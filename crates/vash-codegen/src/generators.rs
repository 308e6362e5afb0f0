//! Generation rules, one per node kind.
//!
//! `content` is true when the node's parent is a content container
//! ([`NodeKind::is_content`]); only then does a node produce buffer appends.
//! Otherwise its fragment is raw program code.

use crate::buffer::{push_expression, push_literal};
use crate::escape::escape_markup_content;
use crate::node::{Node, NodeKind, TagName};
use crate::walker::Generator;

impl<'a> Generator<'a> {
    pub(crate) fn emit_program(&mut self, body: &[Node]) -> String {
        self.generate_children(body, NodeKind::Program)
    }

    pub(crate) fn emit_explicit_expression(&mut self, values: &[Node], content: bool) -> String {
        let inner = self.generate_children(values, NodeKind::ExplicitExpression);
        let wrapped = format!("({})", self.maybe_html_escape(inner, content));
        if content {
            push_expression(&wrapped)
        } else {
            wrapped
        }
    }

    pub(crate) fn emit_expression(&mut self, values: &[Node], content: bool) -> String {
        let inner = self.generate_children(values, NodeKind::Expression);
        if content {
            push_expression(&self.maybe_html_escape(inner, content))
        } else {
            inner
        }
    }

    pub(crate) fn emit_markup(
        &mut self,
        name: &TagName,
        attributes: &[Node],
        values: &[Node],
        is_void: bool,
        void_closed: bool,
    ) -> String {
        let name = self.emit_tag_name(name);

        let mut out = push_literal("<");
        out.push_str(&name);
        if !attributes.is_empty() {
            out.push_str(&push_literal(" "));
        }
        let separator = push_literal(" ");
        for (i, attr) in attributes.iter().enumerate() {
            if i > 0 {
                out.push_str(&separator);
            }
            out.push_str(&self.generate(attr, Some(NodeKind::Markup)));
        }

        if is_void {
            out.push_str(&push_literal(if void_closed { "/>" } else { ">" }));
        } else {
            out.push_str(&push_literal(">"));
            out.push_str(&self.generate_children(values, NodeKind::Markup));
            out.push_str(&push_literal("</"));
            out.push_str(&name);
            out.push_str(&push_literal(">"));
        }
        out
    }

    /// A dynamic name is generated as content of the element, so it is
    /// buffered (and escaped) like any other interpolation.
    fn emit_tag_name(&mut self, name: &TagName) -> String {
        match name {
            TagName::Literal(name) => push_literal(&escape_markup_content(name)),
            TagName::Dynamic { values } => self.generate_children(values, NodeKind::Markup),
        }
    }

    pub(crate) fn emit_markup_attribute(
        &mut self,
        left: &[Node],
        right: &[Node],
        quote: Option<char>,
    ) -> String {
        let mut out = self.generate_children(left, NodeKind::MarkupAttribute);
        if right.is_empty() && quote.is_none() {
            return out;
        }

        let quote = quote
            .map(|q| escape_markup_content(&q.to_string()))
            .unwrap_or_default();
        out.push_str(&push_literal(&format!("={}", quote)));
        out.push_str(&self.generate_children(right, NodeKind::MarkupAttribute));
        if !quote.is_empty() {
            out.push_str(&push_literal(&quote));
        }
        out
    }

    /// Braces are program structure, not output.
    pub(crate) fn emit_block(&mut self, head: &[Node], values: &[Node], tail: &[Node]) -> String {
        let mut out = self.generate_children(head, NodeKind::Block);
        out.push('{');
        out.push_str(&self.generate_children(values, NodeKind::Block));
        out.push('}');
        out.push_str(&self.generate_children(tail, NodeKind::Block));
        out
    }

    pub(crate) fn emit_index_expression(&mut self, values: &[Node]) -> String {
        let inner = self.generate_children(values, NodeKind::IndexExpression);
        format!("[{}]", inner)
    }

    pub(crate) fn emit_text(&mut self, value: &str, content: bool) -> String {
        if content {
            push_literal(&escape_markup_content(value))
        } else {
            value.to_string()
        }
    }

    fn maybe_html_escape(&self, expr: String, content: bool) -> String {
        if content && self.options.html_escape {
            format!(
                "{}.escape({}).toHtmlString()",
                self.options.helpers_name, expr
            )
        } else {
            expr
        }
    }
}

★ ★ ★ ★ ★ ★ ★

Problem description
What is needed is an exact reproduction of the data.

The completed task
filename crates/vash-codegen/src/generators.rs
repository 308e6362e5afb0f0
//! Generation rules, one per node kind.
//!
//! `content` is true when the node's parent is a content container
//! ([`NodeKind::is_content`]); only then does a node produce buffer appends.
//! Otherwise its fragment is raw program code.

use crate::buffer::{push_expression, push_literal};
use crate::escape::escape_markup_content;
use crate::node::{Node, NodeKind, TagName};
use crate::walker::Generator;

impl<'a> Generator<'a> {
    pub(crate) fn emit_program(&mut self, body: &[Node]) -> String {
        self.generate_children(body, NodeKind::Program)
    }

    pub(crate) fn emit_explicit_expression(&mut self, values: &[Node], content: bool) -> String {
        let inner = self.generate_children(values, NodeKind::ExplicitExpression);
        let wrapped = format!("({})", self.maybe_html_escape(inner, content));
        if content {
            push_expression(&wrapped)
        } else {
            wrapped
        }
    }

    pub(crate) fn emit_expression(&mut self, values: &[Node], content: bool) -> String {
        let inner = self.generate_children(values, NodeKind::Expression);
        if content {
            push_expression(&self.maybe_html_escape(inner, content))
        } else {
            inner
        }
    }

    pub(crate) fn emit_markup(
        &mut self,
        name: &TagName,
        attributes: &[Node],
        values: &[Node],
        is_void: bool,
        void_closed: bool,
    ) -> String {
        let name = self.emit_tag_name(name);

        let mut out = push_literal("<");
        out.push_str(&name);
        if !attributes.is_empty() {
            out.push_str(&push_literal(" "));
        }
        let separator = push_literal(" ");
        for (i, attr) in attributes.iter().enumerate() {
            if i > 0 {
                out.push_str(&separator);
            }
            out.push_str(&self.generate(attr, Some(NodeKind::Markup)));
        }

        if is_void {
            out.push_str(&push_literal(if void_closed { "/>" } else { ">" }));
        } else {
            out.push_str(&push_literal(">"));
            out.push_str(&self.generate_children(values, NodeKind::Markup));
            out.push_str(&push_literal("</"));
            out.push_str(&name);
            out.push_str(&push_literal(">"));
        }
        out
    }

    /// A dynamic name is generated as content of the element, so it is
    /// buffered (and escaped) like any other interpolation.
    fn emit_tag_name(&mut self, name: &TagName) -> String {
        match name {
            TagName::Literal(name) => push_literal(&escape_markup_content(name)),
            TagName::Dynamic { values } => self.generate_children(values, NodeKind::Markup),
        }
    }

    pub(crate) fn emit_markup_attribute(
        &mut self,
        left: &[Node],
        right: &[Node],
        quote: Option<char>,
    ) -> String {
        let mut out = self.generate_children(left, NodeKind::MarkupAttribute);
        if right.is_empty() && quote.is_none() {
            return out;
        }

        let quote = quote
            .map(|q| escape_markup_content(&q.to_string()))
            .unwrap_or_default();
        out.push_str(&push_literal(&format!("={}", quote)));
        out.push_str(&self.generate_children(right, NodeKind::MarkupAttribute));
        if !quote.is_empty() {
            out.push_str(&push_literal(&quote));
        }
        out
    }

    /// Braces are program structure, not output.
    pub(crate) fn emit_block(&mut self, head: &[Node], values: &[Node], tail: &[Node]) -> String {
        let mut out = self.generate_children(head, NodeKind::Block);
        out.push('{');
        out.push_str(&self.generate_children(values, NodeKind::Block));
        out.push('}');
        out.push_str(&self.generate_children(tail, NodeKind::Block));
        out
    }

    pub(crate) fn emit_index_expression(&mut self, values: &[Node]) -> String {
        let inner = self.generate_children(values, NodeKind::IndexExpression);
        format!("[{}]", inner)
    }

    pub(crate) fn emit_text(&mut self, value: &str, content: bool) -> String {
        if content {
            push_literal(&escape_markup_content(value))
        } else {
            value.to_string()
        }
    }

    fn maybe_html_escape(&self, expr: String, content: bool) -> String {
        if content && self.options.html_escape {
            format!(
                "{}.escape({}).toHtmlString()",
                self.options.helpers_name, expr
            )
        } else {
            expr
        }
    }
}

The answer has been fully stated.